An unfortunate, but necessary provision in the constitution that Ataturk authored was the charge to the Army with having to serve as the guarantor of the constitution and of the secular nature of the nation. The series of blogs I’ve written for National Geographic Newswatch, include the following about Ataturk:

“Einstein’s Letter to Ataturk’s Turkey”
“Einstein and Ataturk (Part I)”
“Remembering Gallipoli I: Anzac Day 2011″

Although it was an imperfect democracy, Ataturk’s secular and Western-leaning Republic of Turkey represented a system infinitely superior to the one that has followed it in the past eleven years. Beginning in 2002 the newly elected AK Party immediately began the systematic dismantling of Ataturk’s reforms. Initially, Europe and America both saw Prime Minister Erdogan as a fresh face, a moderate Islamic leader in the sea of fundamentalists threatening to take power in the Middle East and North Africa. Western media and Western politicians have given Erdogan a pass that has allowed him greater room to maneuver. They failed to heed his words: “The 21st Century will see the Islamic Nation gain its premier position in the world.” In the last 2-3 years Mr. Erdogan’s Counter-Reformation has been accelerating. Speculations that he is establishing an Iranian-style Islamic Government, however, are only partially correct. The Parliament that he controls is on course to convert the Parliamentary System to a Presidency, not unlike the Russian-style Presidency à la Putin. Many, however, speculate that he ultimately seeks to reconstitute the ancient Ottoman Empire, a caliphate ruled by Sharia Law—and to crown himself the next Sultan.

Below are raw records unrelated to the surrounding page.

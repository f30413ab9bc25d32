//! `bd merge` -- merge one issue into another, closing the source.

use anyhow::{bail, Context, Result};

use beads_storage::{IssueUpdates, SqliteStore, Storage};
use beads_sync::merge::{plan_merge, rewrite_references};

use crate::cli::MergeArgs;
use crate::context::RuntimeContext;
use crate::output::output_json;
use crate::snapshot::load_all;

/// Execute the `bd merge` command.
pub fn run(ctx: &RuntimeContext, args: &MergeArgs) -> Result<()> {
    if ctx.readonly {
        bail!("cannot merge issues in read-only mode");
    }

    let db_path = ctx.db_file()?;
    if !db_path.exists() {
        bail!(
            "no beads database found at {}\nHint: run 'bd init' to create a database",
            db_path.display()
        );
    }

    let store = SqliteStore::open(&db_path)
        .with_context(|| format!("failed to open database: {}", db_path.display()))?;

    let source = store
        .get_issue(&args.source)
        .with_context(|| format!("issue '{}' not found", args.source))?;
    let target = store
        .get_issue(&args.target)
        .with_context(|| format!("issue '{}' not found", args.target))?;

    let depends_on = store.get_dependencies_with_metadata(&source.id)?;
    let dependents = store.get_dependents_with_metadata(&source.id)?;
    let edges_touching_source: Vec<_> = depends_on
        .into_iter()
        .chain(dependents)
        .map(|m| m.dependency)
        .collect();

    let plan = plan_merge(&source, &target, &edges_touching_source)
        .with_context(|| format!("cannot merge {} into {}", args.source, args.target))?;

    for old_dep in &edges_touching_source {
        let _ = store.remove_dependency(
            &old_dep.issue_id,
            &old_dep.depends_on_id,
            old_dep.dep_type.clone(),
            &ctx.actor,
        );
    }
    for new_dep in &plan.redirected_dependencies {
        store.add_dependency(new_dep, &ctx.actor).with_context(|| {
            format!(
                "failed to redirect dependency {} -> {}",
                new_dep.issue_id, new_dep.depends_on_id
            )
        })?;
    }

    let (all_issues, _) = load_all(&store)?;
    for issue in &all_issues {
        if issue.id == plan.source_id || issue.id == plan.target_id {
            continue;
        }
        let mut updates = IssueUpdates::default();
        if let Some(new_desc) = rewrite_references(&issue.description, &plan.source_id, &plan.target_id) {
            updates.description = Some(new_desc);
        }
        if let Some(new_notes) = rewrite_references(&issue.notes, &plan.source_id, &plan.target_id) {
            updates.notes = Some(new_notes);
        }
        if !updates.is_empty() {
            store
                .update_issue(&issue.id, &updates, &ctx.actor)
                .with_context(|| format!("failed to rewrite references in {}", issue.id))?;
        }
    }

    store
        .close_issue(&plan.source_id, &plan.close_reason, &ctx.actor, "")
        .with_context(|| format!("failed to close {}", plan.source_id))?;

    if ctx.json {
        output_json(&serde_json::json!({
            "source": plan.source_id,
            "target": plan.target_id,
            "redirected_dependencies": plan.redirected_dependencies.len(),
        }));
    } else {
        println!(
            "Merged {} into {} ({} dependency edge(s) redirected)",
            plan.source_id,
            plan.target_id,
            plan.redirected_dependencies.len()
        );
    }

    Ok(())
}
//! Configuration types and loading for the beads system.
//!
//! The main entry point is [`BeadsConfig`], which represents the contents of
//! `.beads/config.yaml`. Configuration is loaded with [`load_config`] and
//! saved with [`save_config`]. The option set is closed: every value a
//! workspace can override is a named field here, not an open bag of keys.
//!
//! `figment` is intentionally not used here: layered env/CLI overrides are
//! out of scope for this crate, which only loads and saves the YAML file.

use std::collections::HashSet;
use std::path::Path;

use serde::{Deserialize, Serialize};
use thiserror::Error;

use beads_core::enums::OrphanMode;

// ---------------------------------------------------------------------------
// Error types
// ---------------------------------------------------------------------------

/// Errors that can occur during configuration operations.
#[derive(Debug, Error)]
pub enum ConfigError {
    /// The configuration file could not be read.
    #[error("failed to read config file: {0}")]
    ReadError(#[from] std::io::Error),

    /// The configuration file contained invalid YAML.
    #[error("failed to parse config file: {0}")]
    ParseError(#[from] serde_yaml::Error),

    /// The `.beads/` directory was not found.
    #[error("no .beads directory found (run 'bd init' first)")]
    BeadsDirNotFound,

    /// A configuration value was invalid.
    #[error("invalid configuration value for key '{key}': {reason}")]
    InvalidValue {
        /// The configuration key that had an invalid value.
        key: String,
        /// A description of why the value is invalid.
        reason: String,
    },
}

/// A specialized `Result` type for configuration operations.
pub type Result<T> = std::result::Result<T, ConfigError>;

// ---------------------------------------------------------------------------
// Sub-configs
// ---------------------------------------------------------------------------

/// Sync configuration section.
#[derive(Debug, Clone, Serialize, Deserialize)]
pub struct SyncConfig {
    /// Branch the JSONL log is read from and exported to.
    #[serde(default = "default_sync_branch")]
    pub branch: String,
}

impl Default for SyncConfig {
    fn default() -> Self {
        Self {
            branch: default_sync_branch(),
        }
    }
}

fn default_sync_branch() -> String {
    "main".to_string()
}

/// Import configuration section.
#[derive(Debug, Clone, Serialize, Deserialize)]
pub struct ImportConfig {
    /// How to handle dependency edges whose endpoint is missing locally.
    #[serde(default)]
    pub orphan_handling: OrphanMode,
}

impl Default for ImportConfig {
    fn default() -> Self {
        Self {
            orphan_handling: OrphanMode::default(),
        }
    }
}

/// Tombstone retention configuration section.
#[derive(Debug, Clone, Serialize, Deserialize)]
pub struct TombstoneConfig {
    /// Days a tombstoned issue is retained before it is eligible for purge.
    #[serde(default = "default_tombstone_ttl_days")]
    pub ttl_days: u32,
}

impl Default for TombstoneConfig {
    fn default() -> Self {
        Self {
            ttl_days: default_tombstone_ttl_days(),
        }
    }
}

fn default_tombstone_ttl_days() -> u32 {
    30
}

/// Readiness engine configuration section.
#[derive(Debug, Clone, Serialize, Deserialize)]
pub struct ReadyConfig {
    /// Keywords in a blocking issue's close reason that count as a pass
    /// rather than a block, under `conditional-blocks` semantics.
    #[serde(default = "default_failure_keywords")]
    pub failure_keywords: HashSet<String>,
}

impl Default for ReadyConfig {
    fn default() -> Self {
        Self {
            failure_keywords: default_failure_keywords(),
        }
    }
}

fn default_failure_keywords() -> HashSet<String> {
    ["failed", "blocked", "wontfix", "cancelled"]
        .into_iter()
        .map(String::from)
        .collect()
}

/// File watcher configuration section.
#[derive(Debug, Clone, Serialize, Deserialize)]
pub struct WatcherConfig {
    /// Debounce window, in milliseconds, before a batch of file-change
    /// notifications is collapsed into a single import request.
    #[serde(default = "default_debounce_ms")]
    pub debounce_ms: u64,

    /// Polling interval, in seconds, used when native file-system events
    /// are unavailable.
    #[serde(default = "default_poll_interval_s")]
    pub poll_interval_s: u64,
}

impl Default for WatcherConfig {
    fn default() -> Self {
        Self {
            debounce_ms: default_debounce_ms(),
            poll_interval_s: default_poll_interval_s(),
        }
    }
}

fn default_debounce_ms() -> u64 {
    500
}

fn default_poll_interval_s() -> u64 {
    5
}

// ---------------------------------------------------------------------------
// Main config struct
// ---------------------------------------------------------------------------

/// The full beads configuration, corresponding to `.beads/config.yaml`.
///
/// This is a closed option set: every override a workspace can make is a
/// named field. All fields use `serde` defaults so that a partially
/// specified YAML file deserializes correctly with sensible defaults for
/// everything it omits.
#[derive(Debug, Clone, Serialize, Deserialize)]
pub struct BeadsConfig {
    /// Issue ID prefix (e.g., `"bd-"`).
    #[serde(default = "default_issue_prefix")]
    pub issue_prefix: String,

    /// Storage backend identifier. Only `"sqlite"` ships today; the field
    /// exists so a future backend can be selected without a config format
    /// change.
    #[serde(default = "default_backend")]
    pub backend: String,

    /// Sync configuration.
    #[serde(default)]
    pub sync: SyncConfig,

    /// Import configuration.
    #[serde(default)]
    pub import: ImportConfig,

    /// Tombstone retention configuration.
    #[serde(default)]
    pub tombstone: TombstoneConfig,

    /// Readiness engine configuration.
    #[serde(default)]
    pub ready: ReadyConfig,

    /// File watcher configuration.
    #[serde(default)]
    pub watcher: WatcherConfig,

    /// Forces direct mode (no peer coordination, no watching, no
    /// auto-sync) regardless of auto-detection. `None` leaves
    /// auto-detection in effect.
    #[serde(default)]
    pub sandbox: Option<bool>,
}

impl Default for BeadsConfig {
    fn default() -> Self {
        Self {
            issue_prefix: default_issue_prefix(),
            backend: default_backend(),
            sync: SyncConfig::default(),
            import: ImportConfig::default(),
            tombstone: TombstoneConfig::default(),
            ready: ReadyConfig::default(),
            watcher: WatcherConfig::default(),
            sandbox: None,
        }
    }
}

fn default_issue_prefix() -> String {
    "bd-".to_string()
}

fn default_backend() -> String {
    "sqlite".to_string()
}

// ---------------------------------------------------------------------------
// Public API
// ---------------------------------------------------------------------------

/// Load configuration from `.beads/config.yaml` inside the given `.beads/` directory.
///
/// If the file does not exist, a default [`BeadsConfig`] is returned.
///
/// # Errors
///
/// Returns [`ConfigError::ReadError`] if the file exists but cannot be read,
/// or [`ConfigError::ParseError`] if it contains invalid YAML.
pub fn load_config(beads_dir: &Path) -> Result<BeadsConfig> {
    let config_path = beads_dir.join("config.yaml");

    if !config_path.exists() {
        return Ok(BeadsConfig::default());
    }

    let content = std::fs::read_to_string(&config_path)?;

    // An empty file is valid and yields default config.
    if content.trim().is_empty() {
        return Ok(BeadsConfig::default());
    }

    let config: BeadsConfig = serde_yaml::from_str(&content)?;
    Ok(config)
}

/// Save configuration to `.beads/config.yaml` inside the given `.beads/` directory.
///
/// The directory is created if it does not exist.
///
/// # Errors
///
/// Returns [`ConfigError::ReadError`] on I/O failure or [`ConfigError::ParseError`]
/// if serialization fails.
pub fn save_config(beads_dir: &Path, config: &BeadsConfig) -> Result<()> {
    std::fs::create_dir_all(beads_dir)?;

    let config_path = beads_dir.join("config.yaml");
    let yaml = serde_yaml::to_string(config)?;
    std::fs::write(config_path, yaml)?;
    Ok(())
}

// ---------------------------------------------------------------------------
// Tests
// ---------------------------------------------------------------------------
//! `bd import` -- import issues from a JSONL log.

use std::path::Path;

use anyhow::{Context, Result};

use beads_core::enums::OrphanMode;
use beads_storage::SqliteStore;
use beads_sync::pipeline::{import, ImportOptions};

use crate::cli::ImportArgs;
use crate::context::RuntimeContext;
use crate::output::output_json;

/// Execute the `bd import` command.
pub fn run(ctx: &RuntimeContext, args: &ImportArgs) -> Result<()> {
    if ctx.readonly {
        anyhow::bail!("cannot import in read-only mode");
    }

    let db_path = ctx.db_file()?;
    if !db_path.exists() {
        anyhow::bail!(
            "no beads database found at {}\nHint: run 'bd init' to create a database",
            db_path.display()
        );
    }

    let store = SqliteStore::open(&db_path)
        .with_context(|| format!("failed to open database: {}", db_path.display()))?;

    let orphan_mode = match &args.orphan_handling {
        Some(mode) => OrphanMode::from(mode.as_str()),
        None => ctx.config.import.orphan_handling.clone(),
    };

    let options = ImportOptions {
        orphan_mode,
        force: args.force,
        allow_stale: args.force,
        actor: ctx.actor.clone(),
    };

    let report = import(&store, Path::new(&args.path), &options)
        .with_context(|| format!("failed to import from {}", args.path))?;

    if ctx.json {
        output_json(&serde_json::json!({
            "created": report.created,
            "updated": report.updated,
            "unchanged": report.unchanged,
            "tombstoned": report.tombstoned,
            "skipped_orphans": report.skipped_orphans,
            "warnings": report.warnings,
        }));
        return Ok(());
    }

    println!(
        "Imported {}: {} created, {} updated, {} unchanged, {} tombstoned, {} orphan(s) skipped",
        args.path,
        report.created,
        report.updated,
        report.unchanged,
        report.tombstoned,
        report.skipped_orphans
    );
    for warning in &report.warnings {
        eprintln!("warning: {}", warning);
    }

    Ok(())
}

On May 31, 2013 Turkish youth occupied Gezi Park next to Taksim Square. The government had announced plans to demolish the park and in its place to build an Ottoman Era Army Barracks and Museum, an adjoining shopping mall, and a mosque. To the young people this was the last straw. They were there not just to protest the bulldozing of a park. The destruction of a park in the urban center of Istanbul, after all, was no more significant than the bulldozing of Central Park in New York to create additional commercial property. Mr. Erdogan and his government were guilty of the systematic destruction of secular democracy.

Comments

  1. Nergis Dolunay-Sursal
    July 16, 2013, 1:04 pm

    Turkey, according to its constitution is a secular country. There are quite a few reasons why it should be kept secular. One of them being the right to practice according to one’s beliefs and avoiding the interference of religion to politics. Although religion is a useful institution which consoles us and gives us courage and makes us a better person, it is metaphysical and based on faith. However, people need a government and parliament that uses scientific methods and judgement based on facts. Therefore no one should talk about an Islamic government of Turkey mild or not.
    As for the protesters in Turkey, from the very beginning when they were opposing the elimination of a patch of green in the center of the city where young and old were enjoying the nature, they were using their constitutional rights to have a peaceful protest. In spite of their peaceful opposition the AK Party government used un-proportional response by attacking on the protesters by tear gas, water cannons (TOMAS) and plastic bullets (using their police force who should in the first place protect the people), which has killed 5 people and wounded and maimed hundreds.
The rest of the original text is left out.